Kevin Costner’s Scariest Movie Experience: “I Couldn’t Stop Screaming”
Kevin Costner’s career has had its ups and downs, but one thing’s clear: he’s always stayed true to himself, making films he genuinely wants to see. That determination has defined his path through Hollywood, sometimes with brilliant results—just ask anyone about Dances with Wolves, his multi-time Academy Award-winning masterpiece.
But when things don’t click, they really fall apart. Waterworld and The Postman are prime examples. Costner believed in those projects fiercely, but when both flopped, he took much of the blame—and it cost him his spot as one of Hollywood’s top leading men.

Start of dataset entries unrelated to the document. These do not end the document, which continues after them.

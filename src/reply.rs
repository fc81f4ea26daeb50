// src/reply.rs
// Reply request, normalized generation result and history entries

use chrono::{DateTime, Utc};
use serde::{Deserialize, Serialize};
use std::fmt;
use uuid::Uuid;

use crate::catalog::Style;
use crate::error::{NextMoveError, Result};

/// Number of alternatives every normalized result carries
pub const ALTERNATIVE_COUNT: usize = 3;

/// Minimum number of words an incoming message needs before we send it
pub const MIN_MESSAGE_WORDS: usize = 2;

/// Why a raw message was rejected before any request was built
#[derive(Debug, Clone, Copy, PartialEq, Eq)]
pub enum MessageIssue {
    Empty,
    TooShort,
}

impl fmt::Display for MessageIssue {
    fn fmt(&self, f: &mut fmt::Formatter<'_>) -> fmt::Result {
        match self {
            Self::Empty => f.write_str("Mesaj boş olamaz."),
            Self::TooShort => f.write_str("Biraz daha yaz, en az iki kelime."),
        }
    }
}

/// Input-side validation of a pasted message. Returns the trimmed text.
pub fn check_message(raw: &str) -> std::result::Result<&str, MessageIssue> {
    let trimmed = raw.trim();
    if trimmed.is_empty() {
        return Err(MessageIssue::Empty);
    }
    if trimmed.split_whitespace().count() < MIN_MESSAGE_WORDS {
        return Err(MessageIssue::TooShort);
    }
    Ok(trimmed)
}

/// A request for reply suggestions. The message is always trimmed and non-empty.
#[derive(Debug, Clone, PartialEq, Eq)]
pub struct ReplyRequest {
    message: String,
    goal: Option<String>,
    style: Style,
}

impl ReplyRequest {
    pub fn new(message: &str, goal: Option<&str>, style: Style) -> Result<Self> {
        let message = message.trim();
        if message.is_empty() {
            return Err(NextMoveError::InvalidInput("message is empty".to_string()));
        }
        let goal = goal
            .map(str::trim)
            .filter(|g| !g.is_empty())
            .map(str::to_string);

        Ok(Self {
            message: message.to_string(),
            goal,
            style,
        })
    }

    pub fn message(&self) -> &str {
        &self.message
    }

    pub fn goal(&self) -> Option<&str> {
        self.goal.as_deref()
    }

    pub fn style(&self) -> &Style {
        &self.style
    }

    /// Same message and goal, different style
    pub fn with_style(&self, style: Style) -> Self {
        Self {
            style,
            ..self.clone()
        }
    }
}

/// Validated, bounded reply candidates
#[derive(Debug, Clone, PartialEq, Eq, Serialize, Deserialize)]
#[serde(rename_all = "camelCase")]
pub struct GenerateReplyResult {
    pub best_reply: String,
    pub alternatives: Vec<String>,
    #[serde(default, skip_serializing_if = "Option::is_none")]
    pub explanation: Option<String>,
    #[serde(default, skip_serializing_if = "Option::is_none")]
    pub follow_up: Option<String>,
}

/// One entry of the recent-replies history
#[derive(Debug, Clone, PartialEq, Eq, Serialize, Deserialize)]
#[serde(rename_all = "camelCase")]
pub struct ReplyResult {
    pub id: String,
    pub message: String,
    #[serde(default, skip_serializing_if = "Option::is_none")]
    pub goal: Option<String>,
    pub style: Style,
    #[serde(with = "chrono::serde::ts_milliseconds")]
    pub generated_at: DateTime<Utc>,
    pub result: GenerateReplyResult,
}

impl ReplyResult {
    /// Fresh history entry for a successful generation
    pub fn new(request: &ReplyRequest, result: GenerateReplyResult) -> Self {
        Self {
            id: Uuid::new_v4().to_string(),
            message: request.message().to_string(),
            goal: request.goal().map(str::to_string),
            style: request.style().clone(),
            generated_at: Utc::now(),
            result,
        }
    }

    /// Rebuild the request this entry was generated from
    pub fn request(&self) -> Result<ReplyRequest> {
        ReplyRequest::new(&self.message, self.goal.as_deref(), self.style.clone())
    }

    /// Same entry (same id) carrying a newer result for another style
    pub fn regenerated(&self, style: Style, result: GenerateReplyResult) -> Self {
        Self {
            id: self.id.clone(),
            message: self.message.clone(),
            goal: self.goal.clone(),
            style,
            generated_at: Utc::now(),
            result,
        }
    }
}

His latest project, Horizon, is still up in the air. Only the first film of his planned four-part saga has been released, the second remains uncertain, and the final two are nowhere near completion. It seems he may be flying a little too close to the sun again.
Back in his heyday, Costner was one of the biggest and highest-paid stars in the business, which is curious because, despite his popularity in the ’80s and ’90s, charisma wasn’t exactly his strong suit. He’s a solid actor, but not a magnetic presence audiences can’t look away from.
Part of his success came from knowing exactly what kinds of movies he wanted to make—and what audiences wanted from him. He embodied a certain old-fashioned, stoic Americana, updated for modern times, which is why horror films have never been his thing.
In his four decades in the business, Costner has starred in just one straightforward horror movie—and it barely made a ripple. Luis Berdejo’s The New Daughter (2009) was forgettable and went straight to video. His only supernatural outing, Dragonfly directed by Tom Shadyac, bombed at the box office and was panned by critics.
Simply put, Costner and horror don’t mix. But despite his lackluster experiences in the genre, there’s one horror movie that left a lasting impression on him—Hush…Hush, Sweet Charlotte. He was just nine years old when Robert Aldrich’s 1964 thriller hit theaters, and the memory still sticks.
“As soon as that head started bouncing down the stairs,” Costner recalls, referring to the chilling scene where a disembodied head wreaks havoc amid a dark family feud between Bette Davis and Olivia de Havilland’s characters, “I started screaming.”
The young Costner reportedly bolted from the theater before the credits rolled and probably never bothered to find out what happened next. Just to avoid spoilers for a 1964 movie—but Davis’ character ends up arrested for blackmail and murder.